_Input_:
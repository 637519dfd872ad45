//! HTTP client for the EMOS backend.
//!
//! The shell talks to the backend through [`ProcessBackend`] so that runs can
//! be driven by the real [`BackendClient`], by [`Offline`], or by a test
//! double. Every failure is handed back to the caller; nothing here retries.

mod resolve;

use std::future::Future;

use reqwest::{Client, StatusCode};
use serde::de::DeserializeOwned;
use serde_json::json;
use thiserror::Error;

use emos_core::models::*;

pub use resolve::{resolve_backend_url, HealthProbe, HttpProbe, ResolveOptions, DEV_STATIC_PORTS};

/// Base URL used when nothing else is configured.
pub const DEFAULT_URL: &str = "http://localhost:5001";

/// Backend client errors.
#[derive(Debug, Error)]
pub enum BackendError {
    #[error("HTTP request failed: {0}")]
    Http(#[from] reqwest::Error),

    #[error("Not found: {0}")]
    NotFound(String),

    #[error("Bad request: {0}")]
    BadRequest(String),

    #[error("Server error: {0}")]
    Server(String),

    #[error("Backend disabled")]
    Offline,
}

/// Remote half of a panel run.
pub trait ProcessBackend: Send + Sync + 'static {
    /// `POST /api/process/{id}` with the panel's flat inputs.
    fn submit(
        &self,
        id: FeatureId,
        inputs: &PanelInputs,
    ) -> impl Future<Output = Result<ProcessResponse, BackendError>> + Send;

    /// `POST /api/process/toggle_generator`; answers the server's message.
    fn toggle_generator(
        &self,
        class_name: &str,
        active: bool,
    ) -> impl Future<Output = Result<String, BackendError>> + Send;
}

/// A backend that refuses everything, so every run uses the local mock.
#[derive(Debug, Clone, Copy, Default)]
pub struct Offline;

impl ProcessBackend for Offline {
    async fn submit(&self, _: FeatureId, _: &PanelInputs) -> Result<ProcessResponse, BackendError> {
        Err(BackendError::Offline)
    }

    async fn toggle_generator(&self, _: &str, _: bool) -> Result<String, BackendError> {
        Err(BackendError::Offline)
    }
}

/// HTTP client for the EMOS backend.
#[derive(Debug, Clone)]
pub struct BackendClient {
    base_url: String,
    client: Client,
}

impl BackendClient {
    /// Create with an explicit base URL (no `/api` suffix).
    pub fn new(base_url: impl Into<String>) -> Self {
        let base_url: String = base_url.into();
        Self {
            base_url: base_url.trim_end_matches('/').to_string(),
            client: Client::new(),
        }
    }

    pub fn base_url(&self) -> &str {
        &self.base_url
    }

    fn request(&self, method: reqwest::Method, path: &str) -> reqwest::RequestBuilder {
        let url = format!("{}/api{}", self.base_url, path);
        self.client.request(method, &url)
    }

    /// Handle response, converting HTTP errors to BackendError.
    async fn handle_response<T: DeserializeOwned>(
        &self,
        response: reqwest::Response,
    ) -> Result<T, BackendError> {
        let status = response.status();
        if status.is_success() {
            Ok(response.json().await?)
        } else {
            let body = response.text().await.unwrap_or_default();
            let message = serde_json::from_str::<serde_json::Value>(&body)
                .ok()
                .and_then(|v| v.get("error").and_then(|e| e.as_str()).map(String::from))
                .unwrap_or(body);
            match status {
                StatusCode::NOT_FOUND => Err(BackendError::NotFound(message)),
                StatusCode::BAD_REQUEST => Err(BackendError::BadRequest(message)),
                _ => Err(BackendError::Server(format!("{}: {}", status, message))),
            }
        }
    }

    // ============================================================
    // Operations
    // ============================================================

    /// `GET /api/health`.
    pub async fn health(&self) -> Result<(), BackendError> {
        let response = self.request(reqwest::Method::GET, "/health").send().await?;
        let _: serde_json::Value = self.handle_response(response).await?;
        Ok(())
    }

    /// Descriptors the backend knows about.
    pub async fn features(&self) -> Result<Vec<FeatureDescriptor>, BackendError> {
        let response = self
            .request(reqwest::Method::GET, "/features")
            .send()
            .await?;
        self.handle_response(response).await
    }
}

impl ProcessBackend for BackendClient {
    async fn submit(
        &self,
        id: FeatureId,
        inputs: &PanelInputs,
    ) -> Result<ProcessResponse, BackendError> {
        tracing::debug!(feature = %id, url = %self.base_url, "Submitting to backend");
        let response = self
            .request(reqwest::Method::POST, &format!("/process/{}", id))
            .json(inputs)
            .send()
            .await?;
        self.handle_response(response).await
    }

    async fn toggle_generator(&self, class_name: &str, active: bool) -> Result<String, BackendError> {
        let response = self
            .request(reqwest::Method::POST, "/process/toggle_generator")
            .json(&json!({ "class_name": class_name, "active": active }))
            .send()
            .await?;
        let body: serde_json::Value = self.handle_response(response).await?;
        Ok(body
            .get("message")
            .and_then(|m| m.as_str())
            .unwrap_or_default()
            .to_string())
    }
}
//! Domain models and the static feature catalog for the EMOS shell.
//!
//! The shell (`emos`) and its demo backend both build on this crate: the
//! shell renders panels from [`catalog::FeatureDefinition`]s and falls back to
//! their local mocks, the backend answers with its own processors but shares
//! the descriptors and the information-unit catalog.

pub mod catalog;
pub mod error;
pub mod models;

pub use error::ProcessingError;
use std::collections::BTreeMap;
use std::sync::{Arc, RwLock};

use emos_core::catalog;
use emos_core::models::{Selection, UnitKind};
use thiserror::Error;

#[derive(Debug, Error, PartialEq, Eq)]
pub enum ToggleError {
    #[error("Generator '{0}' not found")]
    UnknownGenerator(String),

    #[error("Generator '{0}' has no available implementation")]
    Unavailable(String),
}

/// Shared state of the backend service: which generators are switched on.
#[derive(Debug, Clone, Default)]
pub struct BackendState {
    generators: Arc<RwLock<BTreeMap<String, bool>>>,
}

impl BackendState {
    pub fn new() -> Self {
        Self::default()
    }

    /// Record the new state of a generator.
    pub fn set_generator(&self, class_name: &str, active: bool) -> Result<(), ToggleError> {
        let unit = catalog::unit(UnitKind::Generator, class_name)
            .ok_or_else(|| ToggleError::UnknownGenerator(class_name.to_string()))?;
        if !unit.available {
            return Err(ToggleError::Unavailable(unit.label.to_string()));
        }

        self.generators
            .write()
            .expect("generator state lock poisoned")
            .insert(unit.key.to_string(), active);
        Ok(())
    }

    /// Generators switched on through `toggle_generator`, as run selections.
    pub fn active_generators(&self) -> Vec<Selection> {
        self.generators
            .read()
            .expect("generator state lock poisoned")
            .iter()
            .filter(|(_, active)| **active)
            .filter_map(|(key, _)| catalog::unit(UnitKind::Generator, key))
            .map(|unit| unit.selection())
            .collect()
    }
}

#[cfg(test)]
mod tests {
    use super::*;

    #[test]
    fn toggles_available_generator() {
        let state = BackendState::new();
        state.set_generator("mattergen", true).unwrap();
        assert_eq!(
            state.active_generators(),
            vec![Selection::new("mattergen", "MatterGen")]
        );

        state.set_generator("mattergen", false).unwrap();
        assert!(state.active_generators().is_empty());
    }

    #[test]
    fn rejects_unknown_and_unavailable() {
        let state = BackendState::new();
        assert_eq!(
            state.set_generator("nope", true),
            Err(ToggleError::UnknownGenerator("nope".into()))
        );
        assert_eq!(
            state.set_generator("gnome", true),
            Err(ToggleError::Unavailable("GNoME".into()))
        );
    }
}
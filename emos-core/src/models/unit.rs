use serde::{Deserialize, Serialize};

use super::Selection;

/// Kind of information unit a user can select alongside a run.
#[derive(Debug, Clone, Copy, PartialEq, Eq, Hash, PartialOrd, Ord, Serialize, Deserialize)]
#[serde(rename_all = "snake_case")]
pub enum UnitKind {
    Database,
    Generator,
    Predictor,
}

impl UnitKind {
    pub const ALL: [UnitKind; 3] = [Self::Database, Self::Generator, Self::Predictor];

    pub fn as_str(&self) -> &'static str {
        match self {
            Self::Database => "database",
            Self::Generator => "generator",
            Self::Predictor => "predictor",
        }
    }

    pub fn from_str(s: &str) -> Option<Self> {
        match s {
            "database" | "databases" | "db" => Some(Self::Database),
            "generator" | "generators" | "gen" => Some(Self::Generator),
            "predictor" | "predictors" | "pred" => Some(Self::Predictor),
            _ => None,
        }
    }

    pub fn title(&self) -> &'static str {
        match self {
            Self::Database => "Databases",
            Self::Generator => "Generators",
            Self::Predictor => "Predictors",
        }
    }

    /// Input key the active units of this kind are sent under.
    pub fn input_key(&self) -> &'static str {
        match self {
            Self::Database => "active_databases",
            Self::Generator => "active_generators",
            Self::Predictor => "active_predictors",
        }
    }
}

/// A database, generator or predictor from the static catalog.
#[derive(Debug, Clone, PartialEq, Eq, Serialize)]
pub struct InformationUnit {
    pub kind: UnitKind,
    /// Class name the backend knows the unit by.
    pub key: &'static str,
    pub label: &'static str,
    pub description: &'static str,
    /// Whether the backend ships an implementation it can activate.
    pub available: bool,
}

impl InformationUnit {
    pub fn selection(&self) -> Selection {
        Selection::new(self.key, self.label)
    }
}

--

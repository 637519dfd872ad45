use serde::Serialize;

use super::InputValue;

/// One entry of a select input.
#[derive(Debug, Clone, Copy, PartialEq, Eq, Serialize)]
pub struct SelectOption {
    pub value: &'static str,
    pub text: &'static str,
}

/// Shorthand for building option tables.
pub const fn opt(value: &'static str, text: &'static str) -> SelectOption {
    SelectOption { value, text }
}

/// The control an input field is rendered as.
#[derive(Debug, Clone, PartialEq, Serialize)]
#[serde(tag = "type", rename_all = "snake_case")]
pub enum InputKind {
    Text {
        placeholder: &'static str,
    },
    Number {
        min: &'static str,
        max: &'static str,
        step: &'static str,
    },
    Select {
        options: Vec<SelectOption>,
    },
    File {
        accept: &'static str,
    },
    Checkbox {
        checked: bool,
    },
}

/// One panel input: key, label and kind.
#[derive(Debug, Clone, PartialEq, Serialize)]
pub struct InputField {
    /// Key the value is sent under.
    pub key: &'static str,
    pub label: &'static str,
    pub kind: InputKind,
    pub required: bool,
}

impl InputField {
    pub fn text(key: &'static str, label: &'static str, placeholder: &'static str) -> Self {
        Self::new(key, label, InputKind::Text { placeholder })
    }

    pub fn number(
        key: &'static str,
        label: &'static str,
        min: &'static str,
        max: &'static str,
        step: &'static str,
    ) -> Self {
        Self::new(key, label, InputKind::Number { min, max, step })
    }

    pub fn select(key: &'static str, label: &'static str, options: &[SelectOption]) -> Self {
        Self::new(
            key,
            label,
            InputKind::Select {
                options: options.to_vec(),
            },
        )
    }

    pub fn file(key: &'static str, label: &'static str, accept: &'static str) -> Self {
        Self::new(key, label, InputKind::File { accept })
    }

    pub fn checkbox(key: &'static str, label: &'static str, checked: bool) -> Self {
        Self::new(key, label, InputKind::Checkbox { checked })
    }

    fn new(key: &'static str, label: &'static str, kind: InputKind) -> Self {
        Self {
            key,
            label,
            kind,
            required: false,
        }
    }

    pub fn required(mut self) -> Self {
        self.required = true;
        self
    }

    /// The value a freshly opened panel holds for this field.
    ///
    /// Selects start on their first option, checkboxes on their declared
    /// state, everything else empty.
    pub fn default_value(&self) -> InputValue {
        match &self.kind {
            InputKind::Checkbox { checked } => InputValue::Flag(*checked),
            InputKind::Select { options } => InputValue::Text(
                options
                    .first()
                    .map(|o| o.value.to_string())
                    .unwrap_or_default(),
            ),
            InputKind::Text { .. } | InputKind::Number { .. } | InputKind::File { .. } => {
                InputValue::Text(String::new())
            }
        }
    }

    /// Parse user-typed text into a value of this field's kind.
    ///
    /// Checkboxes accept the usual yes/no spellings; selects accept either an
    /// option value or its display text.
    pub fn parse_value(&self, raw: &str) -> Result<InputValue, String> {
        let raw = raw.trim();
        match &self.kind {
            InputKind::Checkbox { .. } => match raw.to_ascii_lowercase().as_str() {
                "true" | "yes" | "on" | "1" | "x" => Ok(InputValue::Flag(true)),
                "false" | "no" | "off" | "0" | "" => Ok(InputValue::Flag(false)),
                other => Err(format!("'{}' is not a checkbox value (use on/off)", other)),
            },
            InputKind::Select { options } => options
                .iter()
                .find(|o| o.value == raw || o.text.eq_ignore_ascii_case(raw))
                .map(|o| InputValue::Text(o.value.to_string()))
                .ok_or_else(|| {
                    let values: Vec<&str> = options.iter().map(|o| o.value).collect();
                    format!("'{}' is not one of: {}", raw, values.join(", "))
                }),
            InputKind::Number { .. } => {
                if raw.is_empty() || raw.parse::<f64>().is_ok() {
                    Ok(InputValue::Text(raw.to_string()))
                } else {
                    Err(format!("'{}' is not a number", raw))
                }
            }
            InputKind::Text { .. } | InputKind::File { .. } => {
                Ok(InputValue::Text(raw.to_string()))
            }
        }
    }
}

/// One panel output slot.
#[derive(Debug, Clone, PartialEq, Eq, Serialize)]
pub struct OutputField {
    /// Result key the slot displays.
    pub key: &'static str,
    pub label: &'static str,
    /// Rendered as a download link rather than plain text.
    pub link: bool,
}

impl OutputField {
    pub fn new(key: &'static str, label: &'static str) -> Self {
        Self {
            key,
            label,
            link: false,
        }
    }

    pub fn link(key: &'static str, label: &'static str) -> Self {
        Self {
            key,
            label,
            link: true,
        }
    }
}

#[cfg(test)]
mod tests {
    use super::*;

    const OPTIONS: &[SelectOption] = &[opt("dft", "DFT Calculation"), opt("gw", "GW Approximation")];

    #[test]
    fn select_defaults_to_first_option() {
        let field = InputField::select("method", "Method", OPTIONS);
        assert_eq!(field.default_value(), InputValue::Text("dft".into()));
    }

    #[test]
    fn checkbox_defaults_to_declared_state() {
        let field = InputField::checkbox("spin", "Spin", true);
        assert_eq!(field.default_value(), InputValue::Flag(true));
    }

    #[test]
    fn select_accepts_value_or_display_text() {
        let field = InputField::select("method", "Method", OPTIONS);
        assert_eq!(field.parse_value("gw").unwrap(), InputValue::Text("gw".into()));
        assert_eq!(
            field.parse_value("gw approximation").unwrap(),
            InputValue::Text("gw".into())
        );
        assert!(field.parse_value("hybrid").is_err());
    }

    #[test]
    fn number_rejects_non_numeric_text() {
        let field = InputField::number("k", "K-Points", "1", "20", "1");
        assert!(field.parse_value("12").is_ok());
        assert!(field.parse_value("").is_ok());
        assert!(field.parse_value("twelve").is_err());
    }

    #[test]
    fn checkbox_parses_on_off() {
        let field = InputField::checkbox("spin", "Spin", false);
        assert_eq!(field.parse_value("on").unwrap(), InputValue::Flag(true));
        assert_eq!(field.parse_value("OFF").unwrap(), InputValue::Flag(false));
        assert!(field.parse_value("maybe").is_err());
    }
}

--

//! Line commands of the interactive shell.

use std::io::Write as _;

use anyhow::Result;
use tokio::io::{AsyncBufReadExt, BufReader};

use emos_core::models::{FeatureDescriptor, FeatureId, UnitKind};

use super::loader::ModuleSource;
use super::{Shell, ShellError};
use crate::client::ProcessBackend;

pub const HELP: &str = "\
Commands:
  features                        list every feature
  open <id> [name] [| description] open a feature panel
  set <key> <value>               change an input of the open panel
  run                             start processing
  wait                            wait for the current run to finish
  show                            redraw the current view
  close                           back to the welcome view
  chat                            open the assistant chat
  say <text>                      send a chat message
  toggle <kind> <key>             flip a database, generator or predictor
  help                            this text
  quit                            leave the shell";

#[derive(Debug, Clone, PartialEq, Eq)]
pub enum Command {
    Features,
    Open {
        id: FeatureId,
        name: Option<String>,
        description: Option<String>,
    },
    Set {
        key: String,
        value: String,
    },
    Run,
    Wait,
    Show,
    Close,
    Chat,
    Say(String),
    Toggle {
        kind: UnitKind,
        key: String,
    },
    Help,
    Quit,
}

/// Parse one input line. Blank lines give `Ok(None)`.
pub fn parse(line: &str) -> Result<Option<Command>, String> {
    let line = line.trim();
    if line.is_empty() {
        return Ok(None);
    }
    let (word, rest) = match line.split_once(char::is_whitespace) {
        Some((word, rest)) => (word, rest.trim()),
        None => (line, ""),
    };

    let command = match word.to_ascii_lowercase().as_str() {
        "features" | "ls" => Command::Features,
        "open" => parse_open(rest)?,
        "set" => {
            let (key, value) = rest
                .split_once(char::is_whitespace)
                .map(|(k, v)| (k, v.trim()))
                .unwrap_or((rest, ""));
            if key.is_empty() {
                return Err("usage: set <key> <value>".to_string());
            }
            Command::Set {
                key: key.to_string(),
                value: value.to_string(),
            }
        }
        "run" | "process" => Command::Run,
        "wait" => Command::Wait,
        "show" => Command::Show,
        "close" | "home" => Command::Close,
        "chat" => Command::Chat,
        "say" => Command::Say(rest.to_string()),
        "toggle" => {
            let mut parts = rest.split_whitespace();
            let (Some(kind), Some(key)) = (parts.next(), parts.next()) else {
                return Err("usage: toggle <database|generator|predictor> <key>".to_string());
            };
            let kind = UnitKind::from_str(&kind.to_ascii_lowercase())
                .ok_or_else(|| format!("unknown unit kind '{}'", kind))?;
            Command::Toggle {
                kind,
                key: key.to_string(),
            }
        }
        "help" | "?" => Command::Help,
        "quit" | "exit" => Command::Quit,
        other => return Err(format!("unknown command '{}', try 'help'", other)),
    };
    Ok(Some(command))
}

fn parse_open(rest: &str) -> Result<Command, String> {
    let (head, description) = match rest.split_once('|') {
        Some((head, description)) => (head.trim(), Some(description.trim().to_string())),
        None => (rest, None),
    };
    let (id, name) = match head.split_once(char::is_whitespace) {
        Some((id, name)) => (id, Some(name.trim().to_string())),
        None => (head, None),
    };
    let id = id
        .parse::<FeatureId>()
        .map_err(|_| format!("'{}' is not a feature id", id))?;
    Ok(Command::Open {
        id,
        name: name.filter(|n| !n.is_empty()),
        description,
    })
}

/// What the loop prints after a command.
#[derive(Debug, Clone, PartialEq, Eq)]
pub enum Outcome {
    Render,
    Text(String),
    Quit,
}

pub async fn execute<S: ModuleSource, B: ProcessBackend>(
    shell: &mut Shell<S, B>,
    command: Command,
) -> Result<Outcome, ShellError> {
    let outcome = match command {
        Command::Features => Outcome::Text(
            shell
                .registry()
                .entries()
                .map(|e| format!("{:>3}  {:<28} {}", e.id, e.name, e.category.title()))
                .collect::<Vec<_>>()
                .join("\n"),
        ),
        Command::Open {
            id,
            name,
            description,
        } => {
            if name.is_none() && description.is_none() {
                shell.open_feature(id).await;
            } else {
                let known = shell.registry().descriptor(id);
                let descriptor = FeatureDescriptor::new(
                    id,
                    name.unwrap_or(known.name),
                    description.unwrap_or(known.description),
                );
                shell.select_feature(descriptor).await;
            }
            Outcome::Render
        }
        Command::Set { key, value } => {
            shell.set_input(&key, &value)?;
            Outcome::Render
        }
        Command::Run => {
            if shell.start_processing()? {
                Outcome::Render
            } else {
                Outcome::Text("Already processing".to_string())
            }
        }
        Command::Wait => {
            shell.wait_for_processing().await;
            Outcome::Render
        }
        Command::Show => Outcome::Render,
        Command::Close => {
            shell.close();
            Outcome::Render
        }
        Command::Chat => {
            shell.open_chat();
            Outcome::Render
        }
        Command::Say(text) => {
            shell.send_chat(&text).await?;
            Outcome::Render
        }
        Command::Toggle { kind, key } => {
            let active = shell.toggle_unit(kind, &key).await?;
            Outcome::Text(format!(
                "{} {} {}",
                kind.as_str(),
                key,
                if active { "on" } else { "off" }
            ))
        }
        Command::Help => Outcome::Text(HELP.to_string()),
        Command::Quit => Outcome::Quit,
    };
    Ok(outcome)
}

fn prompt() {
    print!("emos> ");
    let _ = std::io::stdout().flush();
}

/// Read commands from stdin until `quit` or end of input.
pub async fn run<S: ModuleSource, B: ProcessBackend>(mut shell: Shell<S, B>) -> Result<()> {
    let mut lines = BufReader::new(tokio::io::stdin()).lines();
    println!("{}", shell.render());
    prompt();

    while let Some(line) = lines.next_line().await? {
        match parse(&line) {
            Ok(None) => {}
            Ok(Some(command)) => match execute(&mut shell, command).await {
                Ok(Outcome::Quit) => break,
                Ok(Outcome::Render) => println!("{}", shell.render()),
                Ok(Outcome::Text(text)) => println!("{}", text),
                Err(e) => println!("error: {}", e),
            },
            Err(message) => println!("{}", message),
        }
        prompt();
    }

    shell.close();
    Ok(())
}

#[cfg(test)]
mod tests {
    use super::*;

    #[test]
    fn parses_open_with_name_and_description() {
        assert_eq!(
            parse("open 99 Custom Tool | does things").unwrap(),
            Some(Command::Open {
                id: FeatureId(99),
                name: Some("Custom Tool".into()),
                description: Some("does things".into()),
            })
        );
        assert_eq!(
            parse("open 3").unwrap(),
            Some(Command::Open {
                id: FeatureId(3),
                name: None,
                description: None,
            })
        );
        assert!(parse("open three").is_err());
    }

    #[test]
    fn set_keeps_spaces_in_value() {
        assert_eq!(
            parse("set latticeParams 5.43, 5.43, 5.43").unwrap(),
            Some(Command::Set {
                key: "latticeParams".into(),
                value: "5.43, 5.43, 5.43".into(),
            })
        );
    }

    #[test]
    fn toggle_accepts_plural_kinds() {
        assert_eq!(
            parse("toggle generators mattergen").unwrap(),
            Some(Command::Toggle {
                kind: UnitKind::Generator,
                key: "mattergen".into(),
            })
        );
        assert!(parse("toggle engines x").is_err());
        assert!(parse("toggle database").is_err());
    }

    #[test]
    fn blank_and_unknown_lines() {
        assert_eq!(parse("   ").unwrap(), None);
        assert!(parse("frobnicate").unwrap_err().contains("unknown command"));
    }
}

_Directions for this task_: Every line in the material above that has the word "Copy" should be copied.

_Response box_:
#[derive(Debug, Clone, Copy, Default)]
#[derive(Debug, Clone, Copy, PartialEq, Eq, Hash, PartialOrd, Ord, Serialize, Deserialize)]
#[derive(Debug, Clone, Copy, PartialEq, Eq, Serialize)]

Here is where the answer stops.